One of the most widely used terms to identify urban children is "at-risk". There are 28,000,000 Google entries that describe risk in the context of students, but most of us know the general idea. Labeling a child at-risk is to say that they will potentially have learning delays, drop out of school, do drugs, have poor self-esteem, become violent, become pregnant. If you are a poor, minority child, research tells us that the chances of these things happening to you are even greater, and so you are at greater "risk".
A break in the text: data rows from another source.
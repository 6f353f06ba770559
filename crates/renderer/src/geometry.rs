//! Projection helpers.
//!
//! Matrices are column-major and map to wgpu clip space (depth 0..1).

use crate::TransformMatrix4x4;

pub fn orthographic_off_center(
    left: f32,
    right: f32,
    bottom: f32,
    top: f32,
    near: f32,
    far: f32,
) -> TransformMatrix4x4 {
    assert!(
        right != left && top != bottom && far != near,
        "orthographic volume must not be degenerate"
    );
    [
        2.0 / (right - left),
        0.0,
        0.0,
        0.0,
        0.0,
        2.0 / (top - bottom),
        0.0,
        0.0,
        0.0,
        0.0,
        1.0 / (near - far),
        0.0,
        (left + right) / (left - right),
        (top + bottom) / (bottom - top),
        near / (near - far),
        1.0,
    ]
}

/// Maps pixel offsets from the viewport center (y down) to clip space.
pub fn viewport_clip_matrix(viewport_width: u32, viewport_height: u32) -> TransformMatrix4x4 {
    assert!(
        viewport_width > 0 && viewport_height > 0,
        "viewport size must be positive"
    );
    let half_width = viewport_width as f32 * 0.5;
    let half_height = viewport_height as f32 * 0.5;
    orthographic_off_center(
        -half_width,
        half_width,
        half_height,
        -half_height,
        -1.0,
        1.0,
    )
}

pub fn transform_point(matrix: &TransformMatrix4x4, x: f32, y: f32) -> [f32; 2] {
    [
        matrix[0] * x + matrix[4] * y + matrix[12],
        matrix[1] * x + matrix[5] * y + matrix[13],
    ]
}

#[cfg(test)]
mod tests {
    use super::*;

    fn assert_point_near(actual: [f32; 2], expected: [f32; 2]) {
        assert!(
            (actual[0] - expected[0]).abs() < 1e-6 && (actual[1] - expected[1]).abs() < 1e-6,
            "expected {expected:?}, got {actual:?}"
        );
    }

    #[test]
    fn viewport_corners_land_on_clip_corners() {
        let matrix = viewport_clip_matrix(800, 600);
        assert_point_near(transform_point(&matrix, -400.0, -300.0), [-1.0, 1.0]);
        assert_point_near(transform_point(&matrix, 400.0, 300.0), [1.0, -1.0]);
        assert_point_near(transform_point(&matrix, 0.0, 0.0), [0.0, 0.0]);
    }

    #[test]
    fn off_center_volume_is_recentered() {
        let matrix = orthographic_off_center(0.0, 100.0, 0.0, 50.0, 0.0, 1.0);
        assert_point_near(transform_point(&matrix, 0.0, 0.0), [-1.0, -1.0]);
        assert_point_near(transform_point(&matrix, 100.0, 50.0), [1.0, 1.0]);
    }
}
The origin of assessing risk is a medical model. In researching the the term, I was not able to able to find when it became widely used, but I did remember a lecture that I attended many years ago where the speaker identified the term used during immigration through Ellis Island, NY, as early as the late 1800's. As immigrants to the US disembarked from ships from Europe, they were corralled through a series of checkpoints. The medical checkpoint was the most important and here they were examined to determine their risk of carrying communicable diseases such as cholera, tuberculosis, trachoma, and measles among others. Once a diagnosis was made, their clothes were marked with chalk symbols (such as an X for medical defect). Many immigrants would wear their marked clothes inside out from fear and embarrassment. Interestingly enough, those who had traveled with first or second class tickets did not have to endure such humiliations.
Even during my first years as a teacher, it became clear to me that my students were acutely aware of the label that they were given by society. While "AR" wasn't drawn on their clothes with chalk, it might has well been as I could tell that my incredibly bright students would spend the rest of their childhoods turning their clothes inside out. There are a lot of fingers to point for this, but the bottom line to me is that we get past the blame and deconstruct our labels for what they really are.
Two editors who turned the at-risk model on its ear are Beth Blue Swadener and Sally Lubeck. Their Children and Families "at Promise": Deconstructing the Discourse of Risk is a good read and adds a much needed counterpoint to the discussion. We'll also talk more about the "at-promise" model in posts to come.